When was the last time you went three full days without looking at your phone?

I did it this week – and it was genuinely amazing.

Three nights in an Unplugged Cabin in a lush corner of the English countryside. In the evening, when the mellow light fell on the treetops, it was like stepping into a painting by Constable.

Upon arrival, and as instructed, I locked my iPhone in the supplied box. Though I’m not really a slave to the screen, I did expect to feel some withdrawal symptoms during the three days. You know, the occasional itch to scroll through Instagram or check WhatsApp.

But I honestly felt none of that. No FOMO at all.

What I felt was free. From distraction. From the news cycle. From the duty to interact. From the temptation to record everything. From worrying about whether someone somewhere was having a better than I was.

What I gained was peace and presence. With no weapon of mass distraction in my pocket, I felt more alive to the moment.

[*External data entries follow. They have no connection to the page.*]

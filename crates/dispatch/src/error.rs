/// Crate-wide result type for dispatch operations.
pub type Result<T> = std::result::Result<T, Error>;

/// Dispatch failures are fatal per message, never per process.
#[derive(Debug, thiserror::Error)]
pub enum Error {
    /// Gate state could not be read or written.
    #[error(transparent)]
    Gate(#[from] wavebot_gates::Error),

    /// The transport rejected a send.
    #[error("delivery failed: {source}")]
    Delivery {
        #[source]
        source: anyhow::Error,
    },
}
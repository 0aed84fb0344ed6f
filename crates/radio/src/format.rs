//! Status-line formatting for songs and elections.

use crate::{station::Station, types::Event};

/// Format a played-song event, e.g.
/// `Game channel: Now playing: Album / Title by Artist (3 votes, 12 ratings, rated 4.2)`.
///
/// `prefix` is the verb phrase: "Now playing" or "Previously".
#[must_use]
pub fn song_line(station: Station, prefix: &str, event: &Event) -> String {
    let Some(song) = event.songs.first().filter(|_| event.has_song()) else {
        return format!(
            "{}: I have no idea (sched_type = {})",
            station.name(),
            event.sched_type
        );
    };

    let mut line = format!(
        "{}: {}: {} / {} by {}",
        station.name(),
        prefix,
        song.album,
        song.title,
        song.artist_names()
    );

    line.push_str(&format!(" ({} vote{}", song.votes, plural(song.votes)));
    line.push_str(&format!(
        ", {} rating{}, rated {}",
        song.rating_count,
        plural(song.rating_count),
        song.rating_avg
    ));
    if song.is_request() {
        if let Some(requestor) = &song.requestor {
            line.push_str(&format!(", requested by {requestor}"));
        }
    } else if song.is_conflict() {
        line.push_str(", conflict");
    }
    line.push(')');
    line
}

/// Format an election event's candidate list, e.g.
/// `Current election on Game channel: [1] Album / Title by Artist [2] ...`.
///
/// `slot` is 0 for the current election, 1 for the future one.
#[must_use]
pub fn election_line(station: Station, slot: usize, event: &Event) -> String {
    let when = if slot == 0 { "Current" } else { "Future" };
    let mut line = format!("{} election on {}:", when, station.name());
    for (i, song) in event.songs.iter().enumerate() {
        line.push_str(&format!(
            " [{}] {} / {} by {}",
            i + 1,
            song.album,
            song.title,
            song.artist_names()
        ));
        if song.is_request() {
            if let Some(requestor) = &song.requestor {
                line.push_str(&format!(" (requested by {requestor})"));
            }
        } else if song.is_conflict() {
            line.push_str(" (conflict)");
        }
    }
    line
}

fn plural(n: i64) -> &'static str {
    if n == 1 { "" } else { "s" }
}

#[cfg(test)]
#[allow(clippy::unwrap_used)]
mod tests {
    use super::*;

    fn song_event() -> Event {
        serde_json::from_str(
            r#"{
                "sched_id": 81213,
                "sched_type": 0,
                "song_data": [{
                    "album_name": "Chrono Trigger",
                    "song_title": "Corridors of Time",
                    "artists": [{"artist_name": "Yasunori Mitsuda"}],
                    "elec_votes": 1,
                    "song_rating_count": 12,
                    "song_rating_avg": 4.2,
                    "elec_isrequest": 4,
                    "song_requestor": "crono"
                }]
            }"#,
        )
        .unwrap()
    }

    #[test]
    fn now_playing_line_carries_votes_and_requestor() {
        let line = song_line(Station::Game, "Now playing", &song_event());
        assert_eq!(
            line,
            "Game channel: Now playing: Chrono Trigger / Corridors of Time by \
             Yasunori Mitsuda (1 vote, 12 ratings, rated 4.2, requested by crono)"
        );
    }

    #[test]
    fn non_song_event_degrades_honestly() {
        let event: Event =
            serde_json::from_str(r#"{"sched_id": 5, "sched_type": 2}"#).unwrap();
        assert_eq!(
            song_line(Station::Ocr, "Now playing", &event),
            "OCR channel: I have no idea (sched_type = 2)"
        );
    }

    #[test]
    fn election_line_numbers_candidates() {
        let line = election_line(Station::Game, 0, &song_event());
        assert!(line.starts_with("Current election on Game channel: [1] Chrono Trigger"));
        assert!(line.ends_with("(requested by crono)"));
    }
}
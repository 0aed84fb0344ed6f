//! `!help [topic]` — usage text, always delivered privately.

use {
    async_trait::async_trait,
    wavebot_commands::{BoundArgs, Handler},
    wavebot_common::{Origin, OutputBundle},
    wavebot_radio::Station,
};

/// Per-topic usage lines, shared with the other handlers so validation
/// failures can degrade to the same text.
#[must_use]
pub fn topic_lines(topic: &str) -> Vec<String> {
    let codes = format!("Station codes are **{}**.", Station::CODES.join("**, **"));
    match topic {
        "8ball" => vec!["Use **!8ball** to ask a question of the magic 8-ball.".into()],
        "election" => vec![
            "Use **!election <station> [<index>]** to see the candidates in an election.".into(),
            "Short version is **!el<station> [<index>]**.".into(),
            "Index should be 0 (current) or 1 (future), default is 0.".into(),
            codes,
        ],
        "flip" => vec!["Use **!flip** to flip a coin.".into()],
        "id" => vec![
            "Look up your radio user id and use **!id add <id>** to tell me about it.".into(),
            "Use **!id drop** to delete your user id and **!id show** to see it.".into(),
        ],
        "key" => vec![
            "Get an API key from the radio site and use **!key add <key>** to tell me about it."
                .into(),
            "Use **!key drop** to delete your key and **!key show** to see it.".into(),
        ],
        "nowplaying" => vec![
            "Use **!nowplaying <station>** to show what is now playing on the radio.".into(),
            "Short version is **!np<station>**.".into(),
            codes,
        ],
        "prevplayed" => vec![
            "Use **!prevplayed <station> [<index>]** to show what was previously playing."
                .into(),
            "Short version is **!pp<station> [<index>]**.".into(),
            "Index should be one of (0, 1, 2), 0 is default, higher numbers are further in the \
             past."
                .into(),
            codes,
        ],
        "rate" => vec![
            "Use **!rate <station> <rating>** to rate the currently playing song.".into(),
            "Short version is **!rt<station> <rating>**.".into(),
            codes,
        ],
        _ => vec![format!("I cannot help you with '{topic}'.")],
    }
}

fn overview() -> Vec<String> {
    vec![
        "Use **!help [<topic>]** with one of these topics: 8ball, election, flip, id, key, \
         nowplaying, prevplayed, rate."
            .into(),
    ]
}

/// `!help` handler.
pub struct Help;

#[async_trait]
impl Handler for Help {
    async fn handle(&self, _sender: &str, _origin: &Origin, args: BoundArgs) -> OutputBundle {
        let lines = match args.get("topic") {
            None | Some("all") => overview(),
            Some(topic) => topic_lines(topic),
        };
        let mut bundle = OutputBundle::new();
        for line in lines {
            bundle.push_private(line);
        }
        bundle
    }
}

Sure, there were a couple of times when, while standing before a glorious view, I missed not being able to take a photo. But even that came with a silver lining.

Unable to record the moment quickly, I savoured it slowly. I lingered and let my mind wander. I felt all five senses coming into play. I made my own memories.

What I particularly enjoyed was reclaiming those interstitial moments of the day when nothing much is happening. When you’re waiting in line, say, or stuck at a red light.

With a phone to hand, the natural impulse is to fill those in-between times by checking messages or glancing at social media.

With no phone, those moments turn into little gifts of calm. A time to pause, observe, breathe, feel, reflect, reset.

I enjoyed being phone-less so much that I didn’t switch mine back on even after retrieving it from the padlocked box. Instead, I went for another long hike and only fired it back up once I was all the way home.

How I use my phone will now change. I’ll start by leaving it at home more often. I will also experiment with those settings that limit access to social media.

So, if you hear from me a little less in future, it’s not you, it’s me!

What can you do to feel less oppressed by your phone?